It’s not often that I think that I’m in synch with the universe.  In fact, I often think that it’s diametrically opposed to all that I hold dear.  (Okay, not really often…just sometimes.)  Which is why I feel like I’m in the land of odd right about now. 

Let me start at the beginning.

For those who read this blog, you know that I made the decision to go ahead and quit my jobs, both teaching and as a distance education specialist.  The impetus behind it was the lack of stability and anxiety it caused, as well as the urge to do what I really loved.  If I’m gonna be poor, I might as well be poor and happy instead of poor and stressed, right?

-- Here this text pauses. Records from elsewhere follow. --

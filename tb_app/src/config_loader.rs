use std::path::Path;

use config::Config;
use config::ConfigError;
use config::File;
use serde::Deserialize;
use tb_pool::RetryPolicy;
use tb_ratelimit::LimiterConfig;

use crate::tracing_setup::LoggingConfig;

#[derive(Debug, Clone, Deserialize)]
pub struct BulkLoadConfigFile {
    /// CSV to read, header row first
    pub input: String,

    /// CSV the accepted rows are written to
    pub output: String,

    #[serde(default = "default_workers")]
    pub workers: usize,

    #[serde(default = "default_queue_depth")]
    pub queue_depth: usize,

    /// Log a progress line every this many inserts per worker
    #[serde(default = "default_progress_every")]
    pub progress_every: usize,

    #[serde(default)]
    pub retry: RetryPolicy,

    /// Admission limit on inserts; unlimited when absent
    pub limiter: Option<LimiterConfig>,

    #[serde(default)]
    pub logging: LoggingConfig,
}

impl Default for BulkLoadConfigFile {
    fn default() -> Self {
        Self {
            input: "random_data.csv".to_string(),
            output: "loaded_data.csv".to_string(),
            workers: default_workers(),
            queue_depth: default_queue_depth(),
            progress_every: default_progress_every(),
            retry: RetryPolicy::default(),
            limiter: Some(LimiterConfig::default()),
            logging: LoggingConfig::default(),
        }
    }
}

#[derive(Debug, Clone, Deserialize)]
pub struct GenerateConfigFile {
    pub output: String,

    pub entries: u64,

    #[serde(default = "default_workers")]
    pub workers: usize,

    #[serde(default)]
    pub logging: LoggingConfig,
}

impl Default for GenerateConfigFile {
    fn default() -> Self {
        Self { output: "random_data.csv".to_string(), entries: 1_000_000, workers: default_workers(), logging: LoggingConfig::default() }
    }
}

fn default_workers() -> usize {
    100
}

fn default_queue_depth() -> usize {
    tb_pool::pool::DEFAULT_QUEUE_DEPTH
}

fn default_progress_every() -> usize {
    100
}

pub fn load_bulk_load_config<P: AsRef<Path>>(path: P) -> Result<BulkLoadConfigFile, ConfigError> {
    let config = Config::builder().add_source(File::from(path.as_ref())).build()?;

    config.try_deserialize()
}

pub fn load_generate_config<P: AsRef<Path>>(path: P) -> Result<GenerateConfigFile, ConfigError> {
    let config = Config::builder().add_source(File::from(path.as_ref())).build()?;

    config.try_deserialize()
}

/// Take a loaded config, or log why not and fall back to defaults
///
/// Split from loading so binaries can set up logging from the loaded file
/// before reporting how the load went.
pub fn or_default<T: Default>(path: &str, loaded: Result<T, ConfigError>) -> T {
    match loaded {
        Ok(config) => {
            tracing::info!("Loaded config from {path}");
            config
        }
        Err(err) => {
            tracing::warn!("Failed to load config from {}: {}. Using defaults.", path, err);
            T::default()
        }
    }
}
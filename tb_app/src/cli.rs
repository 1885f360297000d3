/// Config file path from the first command-line argument
pub fn config_path(default: &str) -> String {
    config_path_from(std::env::args().skip(1), default)
}

fn config_path_from<I: Iterator<Item = String>>(mut args: I, default: &str) -> String {
    args.next().filter(|arg| !arg.is_empty()).unwrap_or_else(|| default.to_string())
}
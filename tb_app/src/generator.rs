use std::fs::File;
use std::io::Write;
use std::ops::RangeInclusive;
use std::path::Path;
use std::time::Instant;

use rand::seq::SliceRandom;
use rand::Rng;
use tb_pool::WorkerPool;
use tracing::debug;
use tracing::info;

use crate::config_loader::GenerateConfigFile;
use crate::errors::Result;
use crate::record::Record;

const NAMES: [&str; 7] = ["Yofan", "Niki", "Andara", "Yudha", "Ndara", "Jojo", "Jopan"];
const COUNTRIES: [&str; 5] = ["Indonesia", "Japan", "Singapore", "United States", "Germany"];
const ADDRESSES: [&str; 3] = ["JL. Bagus Wakanda", "JL. Jelek Wakanda", "JL. Lumayan Wakanda"];
const COMPANIES: [&str; 8] = ["A", "B", "C", "D", "E", "F", "G", "H"];

/// Ids generated per pool run; bounds memory for large datasets
const BATCH_SIZE: u64 = 10_000;

/// Build one random record
pub fn random_record<R: Rng + ?Sized>(id: u64, rng: &mut R) -> Record {
    Record {
        id,
        name: pick(&NAMES, rng),
        country: pick(&COUNTRIES, rng),
        address: pick(&ADDRESSES, rng),
        phone_number: format!("+628{}", rng.gen_range(0..100_000_000u32)),
        current_company: format!("Company {}", pick(&COMPANIES, rng)),
        salary: rng.gen::<f64>() * 1_000_000.0,
    }
}

fn pick<R: Rng + ?Sized>(choices: &[&str], rng: &mut R) -> String {
    choices.choose(rng).copied().unwrap_or_default().to_string()
}

/// Outcome of a generation run
#[derive(Debug, Clone, Copy, PartialEq)]
pub struct GenerateSummary {
    pub entries: u64,
    pub elapsed_secs: f64,
}

/// Generate `config.entries` records across the worker pool into a CSV file
pub fn generate_csv(config: &GenerateConfigFile) -> Result<GenerateSummary> {
    let start = Instant::now();
    let file = File::create(&config.output)?;
    let entries = write_records(file, config.entries, config.workers)?;

    let elapsed_secs = start.elapsed().as_secs_f64();
    info!("CSV file generation completed in {:.2} s ({} entries to {})", elapsed_secs, entries, Path::new(&config.output).display());

    Ok(GenerateSummary { entries, elapsed_secs })
}

/// Generate ids `1..=entries` across `workers` threads and write them in id order
pub fn write_records<W: Write>(out: W, entries: u64, workers: usize) -> Result<u64> {
    let pool = WorkerPool::new(workers)?;
    let mut writer = csv::Writer::from_writer(out);
    let mut written = 0;

    for ids in batches(1, entries) {
        debug!("Generating entries {:?}", ids);
        let batch = pool.run(ids, |_, id| random_record(id, &mut rand::thread_rng()))?;
        for record in &batch {
            writer.serialize(record)?;
        }
        written += batch.len() as u64;
    }

    // An empty dataset still gets its header
    if written == 0 {
        writer.write_record(crate::record::HEADERS)?;
    }
    writer.flush()?;

    Ok(written)
}

/// Consecutive id ranges of at most `BATCH_SIZE` covering `first..=last`
fn batches(first: u64, last: u64) -> impl Iterator<Item = RangeInclusive<u64>> {
    let mut next = Some(first);
    std::iter::from_fn(move || {
        let start = next.filter(|&start| start <= last)?;
        let end = start.saturating_add(BATCH_SIZE - 1).min(last);
        next = end.checked_add(1);
        Some(start..=end)
    })
}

Apparently, I was reading things very very well, because, as of last week, it appears that one of the schools I was working for is now closing.  It is finishing the current cohort through their remaining classes, but it will be done by the end of summer.  Their on campus side is in the same boat, only most of their employees were laid off as of last week (getting severance, at least).  If I had been there, I would also have been laid off, but as a part-timer, I would have just gone silently into the night.

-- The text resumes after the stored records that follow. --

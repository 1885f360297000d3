use thiserror::Error;

/// Result type for worker pool operations
pub type Result<T> = std::result::Result<T, PoolError>;

/// Errors that can occur when running a worker pool
#[derive(Error, Debug, Clone, PartialEq, Eq)]
pub enum PoolError {
    /// Pool configured with zero workers
    #[error("Worker pool needs at least one worker")]
    NoWorkers,

    /// A handler panicked; its item and any items it had not reached are lost
    #[error("Worker {worker} panicked while handling an item")]
    WorkerPanicked { worker: usize },
}

/// A retried operation failed on every attempt
#[derive(Error, Debug)]
#[error("Gave up after {attempts} attempts: {last}")]
pub struct RetryExhausted<E> {
    /// Number of attempts made
    pub attempts: u32,

    /// Error from the final attempt
    pub last: E,
}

I have to admit being taken aback by the suddenness of the closing, and part of me is reeling from it still now.  We just announced it to our online faculty tonight, and I think they were probably just as surprised as I was when I first heard it.  While the school wasn’t doing an amazing job (enrollment numbers – I think we, as a school, did an amazing job), I thought that they would be able to find a way to keep afloat.  But it wasn’t meant to be.

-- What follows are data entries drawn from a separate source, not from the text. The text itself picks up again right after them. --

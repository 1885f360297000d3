use std::sync::Arc;
use std::thread;

use crossbeam_channel::bounded;
use crossbeam_channel::unbounded;
use tb_ratelimit::Limiter;
use tracing::debug;
use tracing::error;

use crate::errors::PoolError;
use crate::errors::Result;

/// Default number of items buffered between the producer and the workers
pub const DEFAULT_QUEUE_DEPTH: usize = 64;

/// Outcome of [`WorkerPool::for_each`]
#[derive(Debug, Clone, PartialEq, Eq)]
pub struct PoolReport {
    /// Items handled across all workers
    pub processed: usize,

    /// Items handled by each worker, indexed by worker id
    pub per_worker: Vec<usize>,
}

/// Fixed-size pool of handler threads fed from a bounded queue
///
/// Each call to [`WorkerPool::run`] or [`WorkerPool::for_each`] spawns the
/// workers, distributes the inputs, and returns once every item has been
/// handled. With a limiter attached, each item waits for a token immediately
/// before its handler runs.
#[derive(Clone)]
pub struct WorkerPool {
    workers: usize,
    queue_depth: usize,
    limiter: Option<Arc<Limiter>>,
}

impl WorkerPool {
    pub fn new(workers: usize) -> Result<Self> {
        if workers == 0 {
            return Err(PoolError::NoWorkers);
        }

        Ok(Self { workers, queue_depth: DEFAULT_QUEUE_DEPTH, limiter: None })
    }

    /// Items buffered ahead of the workers; 0 makes every hand-off a rendezvous
    pub fn with_queue_depth(mut self, queue_depth: usize) -> Self {
        self.queue_depth = queue_depth;
        self
    }

    /// Admit every item through `limiter` before handling it
    pub fn with_limiter(mut self, limiter: Arc<Limiter>) -> Self {
        self.limiter = Some(limiter);
        self
    }

    pub fn workers(&self) -> usize {
        self.workers
    }

    /// Handle every input and return the outputs in input order
    ///
    /// The handler receives the worker id and the item.
    pub fn run<I, T, O, F>(&self, inputs: I, handler: F) -> Result<Vec<O>>
    where
        I: IntoIterator<Item = T>,
        T: Send,
        O: Send,
        F: Fn(usize, T) -> O + Sync,
    {
        let (outputs, _) = self.execute(inputs, handler)?;
        Ok(outputs)
    }

    /// Handle every input, discarding outputs
    pub fn for_each<I, T, F>(&self, inputs: I, handler: F) -> Result<PoolReport>
    where
        I: IntoIterator<Item = T>,
        T: Send,
        F: Fn(usize, T) + Sync,
    {
        let (outputs, per_worker) = self.execute(inputs, handler)?;
        Ok(PoolReport { processed: outputs.len(), per_worker })
    }

    fn execute<I, T, O, F>(&self, inputs: I, handler: F) -> Result<(Vec<O>, Vec<usize>)>
    where
        I: IntoIterator<Item = T>,
        T: Send,
        O: Send,
        F: Fn(usize, T) -> O + Sync,
    {
        let (job_tx, job_rx) = bounded::<(usize, T)>(self.queue_depth);
        let (result_tx, result_rx) = unbounded::<(usize, O)>();
        let handler = &handler;
        let limiter = self.limiter.as_deref();

        debug!("Dispatching {} workers", self.workers);

        let (submitted, joined) = thread::scope(|scope| {
            let handles: Vec<_> = (0..self.workers)
                .map(|worker| {
                    let job_rx = job_rx.clone();
                    let result_tx = result_tx.clone();
                    scope.spawn(move || {
                        let mut handled = 0;
                        for (index, item) in job_rx.iter() {
                            if let Some(limiter) = limiter {
                                limiter.wait();
                            }
                            let output = handler(worker, item);
                            // The receiver outlives the scope
                            let _ = result_tx.send((index, output));
                            handled += 1;
                        }
                        handled
                    })
                })
                .collect();

            // Workers hold the only remaining ends
            drop(job_rx);
            drop(result_tx);

            let mut submitted = 0;
            for (index, item) in inputs.into_iter().enumerate() {
                if job_tx.send((index, item)).is_err() {
                    // Every worker is gone
                    break;
                }
                submitted = index + 1;
            }
            drop(job_tx);

            let joined: Vec<_> = handles.into_iter().map(|handle| handle.join()).collect();
            (submitted, joined)
        });

        let mut per_worker = Vec::with_capacity(self.workers);
        for (worker, outcome) in joined.into_iter().enumerate() {
            match outcome {
                Ok(handled) => per_worker.push(handled),
                Err(_) => {
                    error!("Worker {} panicked", worker);
                    return Err(PoolError::WorkerPanicked { worker });
                }
            }
        }

        let mut slots: Vec<Option<O>> = std::iter::repeat_with(|| None).take(submitted).collect();
        for (index, output) in result_rx.try_iter() {
            slots[index] = Some(output);
        }
        let outputs: Vec<O> = slots.into_iter().flatten().collect();
        debug!("Pool finished: {} items", outputs.len());

        Ok((outputs, per_worker))
    }
}
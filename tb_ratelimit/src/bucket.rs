use crate::error::RateLimitError;
use crate::error::Result;
use crate::time::NANOS_PER_SEC;

/// Outcome of a single admission check against the bucket
#[derive(Debug, Clone, Copy, PartialEq, Eq)]
pub enum Reservation {
    /// A token was available and has been consumed
    Granted,

    /// The bucket is empty; the next token arrives at this timestamp (nanos)
    NotBefore(u64),
}

/// Read-only view of the bucket's accounting
#[derive(Debug, Clone, Copy, PartialEq, Eq)]
pub struct BucketSnapshot {
    /// Tokens currently held, in `[0, capacity]`
    pub tokens: u32,

    /// Timestamp (nanos) up to which generation has been accounted for
    pub last_refill_nanos: u64,
}

/// Token bucket state machine with lazy, quantized refill
///
/// The bucket does no locking and reads no clock: callers pass `now` in and
/// serialize access themselves. Tokens are only ever credited in whole
/// periods; the unpaid remainder of a period stays as the gap between
/// `last_refill` and `now`.
#[derive(Debug, Clone)]
pub struct Bucket {
    /// Tokens currently available
    tokens: u32,

    /// Maximum number of tokens (burst size)
    capacity: u32,

    /// Time between two generated tokens
    period_nanos: u64,

    /// Point up to which token generation has been accounted for
    last_refill: u64,
}

impl Bucket {
    /// Create a fully charged bucket
    pub fn new(rate: f64, capacity: u32, now: u64) -> Result<Self> {
        let period_nanos = refill_period(rate)?;
        if capacity == 0 {
            return Err(RateLimitError::InvalidConfiguration("capacity must be greater than 0"));
        }

        Ok(Self { tokens: capacity, capacity, period_nanos, last_refill: now })
    }

    /// Try to take one token at `now`
    #[inline]
    pub fn reserve(&mut self, now: u64) -> Reservation {
        // Burst fast path
        if self.tokens > 0 {
            self.tokens -= 1;
            return Reservation::Granted;
        }

        self.refill(now);

        if self.tokens > 0 {
            self.tokens -= 1;
            return Reservation::Granted;
        }

        Reservation::NotBefore(self.last_refill.saturating_add(self.period_nanos))
    }

    /// Account for a token consumed at `next`, after sleeping for it
    ///
    /// The token that arrives at `next` is handed straight to the sleeper, so
    /// only the refill point moves.
    #[inline]
    pub fn settle(&mut self, next: u64) {
        self.last_refill = self.last_refill.max(next);
    }

    pub fn snapshot(&self) -> BucketSnapshot {
        BucketSnapshot { tokens: self.tokens, last_refill_nanos: self.last_refill }
    }

    pub fn capacity(&self) -> u32 {
        self.capacity
    }

    pub fn period_nanos(&self) -> u64 {
        self.period_nanos
    }

    /// Credit whole periods elapsed since the last refill
    ///
    /// A `now` behind `last_refill` credits nothing.
    #[inline(always)]
    fn refill(&mut self, now: u64) {
        let elapsed = now.saturating_sub(self.last_refill);
        let generated = elapsed / self.period_nanos;
        if generated == 0 {
            return;
        }

        self.tokens = generated.min(u64::from(self.capacity)) as u32;
        // Advance by whole periods only so the fractional remainder carries over
        self.last_refill += generated * self.period_nanos;
    }
}

/// Refill period for `rate` tokens per second
pub(crate) fn refill_period(rate: f64) -> Result<u64> {
    if !rate.is_finite() || rate <= 0.0 {
        return Err(RateLimitError::InvalidConfiguration("rate must be a finite number greater than 0"));
    }

    let period = (NANOS_PER_SEC as f64 / rate).round();
    if period < 1.0 {
        return Err(RateLimitError::InvalidConfiguration("rate is too high: refill period is below one nanosecond"));
    }
    if period >= u64::MAX as f64 {
        return Err(RateLimitError::InvalidConfiguration("rate is too low: refill period does not fit in u64 nanoseconds"));
    }

    Ok(period as u64)
}
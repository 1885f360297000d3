use serde::Deserialize;

use crate::limiter::LockPolicy;

/// Limiter settings as they appear in a config file
///
/// ```toml
/// rate_per_second = 5.0
/// burst = 10
/// lock_policy = "hold_across_sleep"
/// ```
#[derive(Debug, Clone, PartialEq, Deserialize)]
pub struct LimiterConfig {
    /// Tokens generated per second
    pub rate_per_second: f64,

    /// Bucket capacity
    pub burst: u32,

    #[serde(default)]
    pub lock_policy: LockPolicy,
}

impl Default for LimiterConfig {
    fn default() -> Self {
        Self { rate_per_second: 5.0, burst: 10, lock_policy: LockPolicy::HoldAcrossSleep }
    }
}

Now, while I’m sad and upset, it’s still something that I chose to do.  I left on my own terms.  I may be in the end game for the next week, but at this point, it’s also the school’s end game, too, and that just feels weird.

I’m definitely glad that I went ahead and made the decision when I did.  I have to believe that if I was on the shock and awe side of this closing, I would not be feeling the way I do now.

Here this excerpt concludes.